# Favorite children's books



## Josiah (Feb 10, 2015)

This was one of my favorite books as a child. Does anyone remember it?


----------



## RadishRose (Feb 10, 2015)

No, Josiah... but I had a lot of Little Golden Books-


----------



## Josiah (Feb 10, 2015)

Here's an illustration from the book.


----------



## oakapple (Feb 13, 2015)

Never heard of this one Josiah. It's an American book  but that's all I can tell.My favourite childrens books were;
Wind In The Willows  by Kenneth Grahame,   The Secret Garden by Frances Hodgson-Burnett and Black Beauty by Anna Sewell.


----------



## AZ Jim (Feb 13, 2015)

Great subject!  This was my very favorite.


----------



## SeaBreeze (Feb 13, 2015)

The book I remember reading is The Plump Pig, and I remembered liking it very much, don't know how old I was at the time, but I was pretty young. It made me happy and sad, can't really remember the story or how it ended. I haven't read it since, but I did look for it in the library once. Here's something online that mentioned it.

_

What A Mom Wants: The Plump Pig





From time to time I get bent out of shape because my mother refuses (Books! How boring can you get?) to read my "blob" as she calls it. Hmph. If she had a blog, I'd read it every day. Even if it was all about her QVC obsession or her potholder collection, I'd be right there, leaving sunny comments, posting links from my blog to hers and running up the stats on her "Visitors To My Blog" counter.
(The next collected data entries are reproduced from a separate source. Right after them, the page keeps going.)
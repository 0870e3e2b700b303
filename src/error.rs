use actix_web::{HttpResponse, ResponseError, http::StatusCode};
use derive_more::Display;
use serde_json::json;
use sqlx::error::ErrorKind;

/// Every endpoint, login included, fails with this type, so status mapping lives in one place.
#[derive(Debug, Display)]
pub enum AbsenceError {
    #[display(fmt = "{}", _0)]
    BadRequest(String),
    #[display(fmt = "{}", _0)]
    Unauthorized(String),
    #[display(fmt = "{}", _0)]
    Forbidden(String),
    #[display(fmt = "{}", _0)]
    NotFound(String),
    #[display(fmt = "{}", _0)]
    Conflict(String),
    #[display(fmt = "Upload exceeds the limit of {} bytes", _0)]
    PayloadTooLarge(usize),
    #[display(fmt = "Storage error: {}", _0)]
    Storage(std::io::Error),
    #[display(fmt = "Database error: {}", _0)]
    Database(sqlx::Error),
    #[display(fmt = "Token error: {}", _0)]
    Token(jsonwebtoken::errors::Error),
}

impl AbsenceError {
    pub fn not_found(id: u64) -> Self {
        AbsenceError::NotFound(format!("Absence {id} not found"))
    }

    pub fn bad_request(msg: impl Into<String>) -> Self {
        AbsenceError::BadRequest(msg.into())
    }
}

impl ResponseError for AbsenceError {
    fn status_code(&self) -> StatusCode {
        match self {
            AbsenceError::BadRequest(_) => StatusCode::BAD_REQUEST,
            AbsenceError::Unauthorized(_) => StatusCode::UNAUTHORIZED,
            AbsenceError::Forbidden(_) => StatusCode::FORBIDDEN,
            AbsenceError::NotFound(_) => StatusCode::NOT_FOUND,
            AbsenceError::Conflict(_) => StatusCode::CONFLICT,
            AbsenceError::PayloadTooLarge(_) => StatusCode::PAYLOAD_TOO_LARGE,
            AbsenceError::Storage(_) | AbsenceError::Database(_) | AbsenceError::Token(_) => {
                StatusCode::INTERNAL_SERVER_ERROR
            }
        }
    }

    fn error_response(&self) -> HttpResponse {
        let status = self.status_code();

        // internal details stay in the log
        let message = if status.is_server_error() {
            tracing::error!(error = %self, "Request failed");
            "Internal Server Error".to_string()
        } else {
            tracing::debug!(error = %self, status = status.as_u16(), "Request rejected");
            self.to_string()
        };

        HttpResponse::build(status).json(json!({ "message": message }))
    }
}

/// Client-facing error for a violated constraint; MySQL reports 1062 as a
/// unique violation and 1451/1452 as foreign key violations.
fn constraint_error(kind: ErrorKind) -> Option<AbsenceError> {
    match kind {
        ErrorKind::UniqueViolation => {
            Some(AbsenceError::Conflict("Absence already exists".to_string()))
        }
        ErrorKind::ForeignKeyViolation => {
            Some(AbsenceError::NotFound("Referenced user not found".to_string()))
        }
        _ => None,
    }
}

impl From<sqlx::Error> for AbsenceError {
    fn from(e: sqlx::Error) -> Self {
        if let sqlx::Error::Database(db_err) = &e {
            if let Some(mapped) = constraint_error(db_err.kind()) {
                return mapped;
            }
        }
        AbsenceError::Database(e)
    }
}

impl From<jsonwebtoken::errors::Error> for AbsenceError {
    fn from(e: jsonwebtoken::errors::Error) -> Self {
        AbsenceError::Token(e)
    }
}

impl From<std::io::Error> for AbsenceError {
    fn from(e: std::io::Error) -> Self {
        AbsenceError::Storage(e)
    }
}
Looking on the bright side, sometimes this admittedly ultra-mild version of parental neglect comes in handy. I can write movingly about my rampant alcoholism and recent sex change and...oh wait -- I haven't done any of that. Well, I can drop a few f-bombs now and then and she's none the wiser. And what about now?! I can openly discuss her birthday gift with the world at large and she'll never know. Nyah, nyah!

A few nights ago, Mom and I were on the phone and somehow, we got on the subject of her favorite childhood book, *The Plump Pig*. This picture book was around the house while I was growing up, but neither of us have seen it in years. With all the moving over the years, we're guessing that it's lost forever.
"Do you think that maybe there's a new copy in a bookstore somewhere?" Mom asked. She was thinking of how her other childhood favorite, *The Boxcar Children* had had a resurgence of popularity.

"I've only ever heard of *The Plump Pig* because of you," I said, but while I was talking, my fingers were on the laptop keyboard, flying to Amazon. Bingo! It was there: *The Plump Pig* by Alf and Helen Evers. Several copies. No images were available, but the descriptions listed copyrights of 1938, 1942, 1944, 1956 and 1960.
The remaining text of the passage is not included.